Enhanced- autophagy by exenatide mitigates doxorubicin-induced cardiotoxicity in vitro and in vivo

Objective: Exenatide, glucagon-like peptide-1 analogue, mitigates myocardial injury caused by ischemia/reperfusion injury via survival signaling pathway. We investigated that exenatide would also provide a protective effect in doxorubicin-induced cardiotoxicity. Design and Method: H9c2 cardiomyocytes were incubated after treatment with doxorubicin (DOX, 1, 10 uM) or pre-treatment with exenatide (3, 30 nM) followed by DOX in vitro. Incubated cells were measured with cell viability and autophagosome staining. In vivo, SD rat was treated with exenatide (10 ug/kg, subcutaneous injection) or control saline 1 hour prior to every DOX (accumulative dose, 20 mg/kg) intraperitoneal injection, and left ventricular (LV) function and performance were assessed by echocardiography. Western blot, TUNEL staining and ROS study to determine the intracellular changes. Autophagic process was visualized by Cyto-ID staining in H9c2. Results: In vivo, echocardiography shows that reduced LV function by DOX treatment was significantly improved by pre-treatment of exenatide. Doxorubicin significantly increased myocyte apotosis by TUNEL and ratio of activated caspase-3, which also decreased by pre-treatment exenatide. However, the oxidative stress in cardiac tissue and serum did not significant differ between each groups. Autophagic markers, LC3 II, Beclin, and ATG5 signal increased in exenatide combination group. Also, number of autophagosomes increasedappreciably with more exenatide pre-treated H9c2 cells than DOX treated cells.
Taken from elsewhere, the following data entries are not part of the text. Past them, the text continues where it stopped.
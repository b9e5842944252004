//! Git context capture via libgit2 (git2 crate).
//!
//! Read-only: opens the repo fresh per call, pulls the current branch, the
//! last N commits, and the changed files, and folds them into a session's
//! structured context. No shell-outs.

use std::path::Path;

use mx_core::types::SessionContext;
use serde::{Deserialize, Serialize};

use crate::IntegrationError;

#[derive(Debug, Clone, Serialize, Deserialize)]
pub struct GitContext {
    pub branch: String,
    /// `"<short-sha> <summary>"` strings, newest first.
    pub commits: Vec<String>,
    pub files_changed: Vec<String>,
}

impl GitContext {
    /// Merge this capture into a session's structured context.
    pub fn apply(self, context: &mut SessionContext) {
        context.git_commits = self.commits;
        context.files_changed = self.files_changed;
    }
}

/// Capture branch, recent commits, and working-tree changes for a workspace.
pub fn capture(workdir: &Path, max_commits: usize) -> Result<GitContext, IntegrationError> {
    let repo = git2::Repository::discover(workdir)?;

    let branch = match repo.head() {
        Ok(head) if head.is_branch() => head.shorthand().unwrap_or("HEAD").to_string(),
        Ok(head) => head
            .target()
            .map(|oid| format!("{:.7}", oid))
            .unwrap_or_else(|| "HEAD".to_string()),
        // Unborn branch (fresh repo, no commits yet).
        Err(_) => "HEAD".to_string(),
    };

    let mut commits = Vec::new();
    if let Ok(mut revwalk) = repo.revwalk() {
        if revwalk.push_head().is_ok() {
            for oid in revwalk.flatten().take(max_commits) {
                if let Ok(commit) = repo.find_commit(oid) {
                    commits.push(format!(
                        "{:.7} {}",
                        oid,
                        commit.summary().unwrap_or("<no summary>")
                    ));
                }
            }
        }
    }

    let mut opts = git2::StatusOptions::new();
    opts.include_untracked(true)
        .recurse_untracked_dirs(true)
        .include_ignored(false);
    let statuses = repo.statuses(Some(&mut opts))?;
    let files_changed = statuses
        .iter()
        .filter_map(|entry| entry.path().map(|p| p.to_string()))
        .collect();

    Ok(GitContext {
        branch,
        commits,
        files_changed,
    })
}

/// Whether the path is inside a git worktree at all.
pub fn is_repo(workdir: &Path) -> bool {
    git2::Repository::discover(workdir).is_ok()
}

#[cfg(test)]
mod tests {
    use super::*;

    fn scratch_repo() -> (tempfile::TempDir, git2::Repository) {
        let dir = tempfile::tempdir().unwrap();
        let repo = git2::Repository::init(dir.path()).unwrap();
        (dir, repo)
    }

    fn commit_file(repo: &git2::Repository, name: &str, message: &str) {
        let workdir = repo.workdir().unwrap();
        std::fs::write(workdir.join(name), "content").unwrap();
        let mut index = repo.index().unwrap();
        index.add_path(Path::new(name)).unwrap();
        index.write().unwrap();
        let tree_id = index.write_tree().unwrap();
        let tree = repo.find_tree(tree_id).unwrap();
        let sig = git2::Signature::now("tester", "tester@example.com").unwrap();
        let parent = repo
            .head()
            .ok()
            .and_then(|h| h.target())
            .and_then(|oid| repo.find_commit(oid).ok());
        let parents: Vec<&git2::Commit> = parent.iter().collect();
        repo.commit(Some("HEAD"), &sig, &sig, message, &tree, &parents)
            .unwrap();
    }

    #[test]
    fn capture_reads_branch_commits_and_changes() {
        let (dir, repo) = scratch_repo();
        commit_file(&repo, "a.txt", "first commit");
        commit_file(&repo, "b.txt", "second commit");
        // Untracked file shows up in files_changed.
        std::fs::write(dir.path().join("dirty.txt"), "wip").unwrap();

        let ctx = capture(dir.path(), 10).unwrap();
        assert_eq!(ctx.commits.len(), 2);
        assert!(ctx.commits[0].contains("second commit"));
        assert!(ctx.commits[1].contains("first commit"));
        assert!(ctx.files_changed.iter().any(|f| f == "dirty.txt"));
        assert!(!ctx.branch.is_empty());
    }

    #[test]
    fn capture_handles_empty_repo() {
        let (dir, _repo) = scratch_repo();
        let ctx = capture(dir.path(), 10).unwrap();
        assert!(ctx.commits.is_empty());
        assert_eq!(ctx.branch, "HEAD");
    }

    #[test]
    fn apply_fills_session_context() {
        let ctx = GitContext {
            branch: "main".into(),
            commits: vec!["abc1234 fix".into()],
            files_changed: vec!["src/lib.rs".into()],
        };
        let mut session_ctx = SessionContext::default();
        ctx.apply(&mut session_ctx);
        assert_eq!(session_ctx.git_commits, vec!["abc1234 fix".to_string()]);
        assert_eq!(session_ctx.files_changed, vec!["src/lib.rs".to_string()]);
    }

    #[test]
    fn is_repo_detection() {
        let (dir, _repo) = scratch_repo();
        assert!(is_repo(dir.path()));
        let plain = tempfile::tempdir().unwrap();
        assert!(!is_repo(plain.path()));
    }
}
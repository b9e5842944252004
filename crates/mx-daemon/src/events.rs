use std::sync::{Arc, Mutex};

use mx_core::types::MatrixMessage;

/// A broadcast-style event bus for inbound messages, built on flume
/// channels.
///
/// Each `subscribe` call creates a receiver that sees every message
/// published afterwards; disconnected subscribers are pruned on publish.
/// Cheap to clone.
#[derive(Clone)]
pub struct EventBus {
    inner: Arc<Mutex<Vec<flume::Sender<Arc<MatrixMessage>>>>>,
}

impl EventBus {
    pub fn new() -> Self {
        Self {
            inner: Arc::new(Mutex::new(Vec::new())),
        }
    }

    pub fn subscribe(&self) -> flume::Receiver<Arc<MatrixMessage>> {
        let (tx, rx) = flume::unbounded();
        let mut senders = self.inner.lock().expect("EventBus lock poisoned");
        senders.push(tx);
        rx
    }

    pub fn publish(&self, message: Arc<MatrixMessage>) {
        let mut senders = self.inner.lock().expect("EventBus lock poisoned");
        senders.retain(|tx| tx.send(message.clone()).is_ok());
    }

    pub fn subscriber_count(&self) -> usize {
        self.inner.lock().expect("EventBus lock poisoned").len()
    }
}

impl Default for EventBus {
    fn default() -> Self {
        Self::new()
    }
}
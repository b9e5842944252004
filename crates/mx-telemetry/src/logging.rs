use tracing_subscriber::{fmt, EnvFilter};

/// Initialize logging with human-readable output format.
///
/// Uses the `RUST_LOG` environment variable if set, otherwise falls back
/// to `default_level` (e.g. "info", "debug", "mx_hub=debug,warn").
///
/// Safe to call multiple times (e.g. in tests) -- subsequent calls are no-ops.
pub fn init_logging(service_name: &str, default_level: &str) {
    let filter =
        EnvFilter::try_from_default_env().unwrap_or_else(|_| EnvFilter::new(default_level));

    fmt()
        .with_env_filter(filter)
        .with_target(true)
        .with_thread_ids(false)
        .with_file(true)
        .with_line_number(true)
        .with_level(true)
        .try_init()
        .ok();

    tracing::info!(service = service_name, "logging initialised (human-readable)");
}

/// Initialize logging with JSON output format (suitable for log shippers).
///
/// Safe to call multiple times -- subsequent calls are no-ops.
pub fn init_logging_json(service_name: &str, default_level: &str) {
    let filter =
        EnvFilter::try_from_default_env().unwrap_or_else(|_| EnvFilter::new(default_level));

    fmt()
        .json()
        .with_env_filter(filter)
        .with_target(true)
        .with_file(true)
        .with_line_number(true)
        .with_level(true)
        .try_init()
        .ok();

    tracing::info!(service = service_name, "logging initialised (json)");
}
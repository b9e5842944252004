//! Embedding providers.
//!
//! The embedding model itself is external; this module only knows how to
//! call it. [`HttpEmbedder`] speaks the OpenAI-compatible `/v1/embeddings`
//! shape most providers expose. [`HashEmbedder`] is a deterministic local
//! fallback used by tests and degraded environments — not a real model, but
//! stable and cheap, which is all the plumbing needs.

use std::time::Duration;

use async_trait::async_trait;
use serde::Deserialize;

use crate::VectorError;

/// Opaque `embed(text) -> vector` function.
#[async_trait]
pub trait Embedder: Send + Sync {
    async fn embed(&self, text: &str) -> Result<Vec<f32>, VectorError>;

    /// Batch variant; the default loops, providers may override with a real
    /// batched call.
    async fn embed_batch(&self, texts: &[String]) -> Result<Vec<Vec<f32>>, VectorError> {
        let mut out = Vec::with_capacity(texts.len());
        for text in texts {
            out.push(self.embed(text).await?);
        }
        Ok(out)
    }

    /// Dimensionality of the produced vectors.
    fn dimensions(&self) -> usize;
}

// ---------------------------------------------------------------------------
// HttpEmbedder
// ---------------------------------------------------------------------------

/// OpenAI-compatible embeddings endpoint client.
pub struct HttpEmbedder {
    client: reqwest::Client,
    base_url: String,
    model: String,
    api_key: Option<String>,
    dimensions: usize,
}

impl HttpEmbedder {
    pub fn new(base_url: impl Into<String>, model: impl Into<String>) -> Self {
        Self {
            client: reqwest::Client::builder()
                .timeout(Duration::from_secs(5))
                .build()
                .expect("reqwest client"),
            base_url: base_url.into(),
            model: model.into(),
            api_key: None,
            dimensions: 1536,
        }
    }

    pub fn with_api_key(mut self, key: impl Into<String>) -> Self {
        self.api_key = Some(key.into());
        self
    }

    pub fn with_dimensions(mut self, dims: usize) -> Self {
        self.dimensions = dims;
        self
    }
}

#[derive(Deserialize)]
struct EmbeddingsResponse {
    data: Vec<EmbeddingRow>,
}

#[derive(Deserialize)]
struct EmbeddingRow {
    embedding: Vec<f32>,
}

#[async_trait]
impl Embedder for HttpEmbedder {
    async fn embed(&self, text: &str) -> Result<Vec<f32>, VectorError> {
        let batch = self.embed_batch(&[text.to_string()]).await?;
        batch
            .into_iter()
            .next()
            .ok_or_else(|| VectorError::Parse("empty embeddings response".into()))
    }

    async fn embed_batch(&self, texts: &[String]) -> Result<Vec<Vec<f32>>, VectorError> {
        let url = format!("{}/v1/embeddings", self.base_url.trim_end_matches('/'));
        let mut request = self.client.post(&url).json(&serde_json::json!({
            "model": self.model,
            "input": texts,
        }));
        if let Some(key) = &self.api_key {
            request = request.bearer_auth(key);
        }

        let response = request.send().await?;
        let status = response.status();
        if !status.is_success() {
            let message = response.text().await.unwrap_or_default();
            return Err(VectorError::Api {
                status: status.as_u16(),
                message,
            });
        }
        let body: EmbeddingsResponse = response
            .json()
            .await
            .map_err(|e| VectorError::Parse(e.to_string()))?;
        if body.data.len() != texts.len() {
            return Err(VectorError::Parse(format!(
                "expected {} embeddings, got {}",
                texts.len(),
                body.data.len()
            )));
        }
        Ok(body.data.into_iter().map(|r| r.embedding).collect())
    }

    fn dimensions(&self) -> usize {
        self.dimensions
    }
}

// ---------------------------------------------------------------------------
// HashEmbedder
// ---------------------------------------------------------------------------

/// Deterministic token-hash embedder.
///
/// Tokens are lowercased, hashed into a fixed number of buckets, and the
/// bucket-count vector is L2-normalized. Similar texts share buckets, which
/// is enough for the retrieval plumbing to behave realistically in tests.
pub struct HashEmbedder {
    dimensions: usize,
}

impl HashEmbedder {
    pub fn new(dimensions: usize) -> Self {
        Self { dimensions }
    }
}

impl Default for HashEmbedder {
    fn default() -> Self {
        Self::new(64)
    }
}

fn bucket(token: &str, dims: usize) -> usize {
    // FNV-1a; stable across runs and platforms.
    let mut hash: u64 = 0xcbf2_9ce4_8422_2325;
    for byte in token.bytes() {
        hash ^= u64::from(byte);
        hash = hash.wrapping_mul(0x0000_0100_0000_01b3);
    }
    (hash % dims as u64) as usize
}

#[async_trait]
impl Embedder for HashEmbedder {
    async fn embed(&self, text: &str) -> Result<Vec<f32>, VectorError> {
        let mut vec = vec![0f32; self.dimensions];
        for token in text
            .split(|c: char| !c.is_alphanumeric())
            .filter(|t| !t.is_empty())
        {
            vec[bucket(&token.to_lowercase(), self.dimensions)] += 1.0;
        }
        let norm = vec.iter().map(|v| v * v).sum::<f32>().sqrt();
        if norm > 0.0 {
            for v in &mut vec {
                *v /= norm;
            }
        }
        Ok(vec)
    }

    fn dimensions(&self) -> usize {
        self.dimensions
    }
}

#[cfg(test)]
mod tests {
    use super::*;

    #[tokio::test]
    async fn hash_embedder_is_deterministic() {
        let e = HashEmbedder::default();
        let a = e.embed("typography guidelines").await.unwrap();
        let b = e.embed("typography guidelines").await.unwrap();
        assert_eq!(a, b);
    }

    #[tokio::test]
    async fn similar_texts_are_closer_than_unrelated() {
        let e = HashEmbedder::default();
        let a = e.embed("typography guidelines for headings").await.unwrap();
        let b = e.embed("typography guidelines").await.unwrap();
        let c = e.embed("sqlite busy timeout handling").await.unwrap();

        let dot = |x: &[f32], y: &[f32]| x.iter().zip(y).map(|(a, b)| a * b).sum::<f32>();
        assert!(dot(&a, &b) > dot(&a, &c));
    }

    #[tokio::test]
    async fn vectors_are_normalized() {
        let e = HashEmbedder::default();
        let v = e.embed("a b c d e").await.unwrap();
        let norm = v.iter().map(|x| x * x).sum::<f32>().sqrt();
        assert!((norm - 1.0).abs() < 1e-5);
    }
}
When suppress the formation of autophagosome by Bafilomycin A1, apoptosis regulated under the exenatide-mediated autophagy inhibition in H9c2. Conclusions: Exenatide reduces DOX-induced cardiomyocytes apoptosis by upregulating autophagy and improves cardiac function. These novel results highlight the therapeutic potential of exenatide to prevent doxorubicin cardiotoxicity.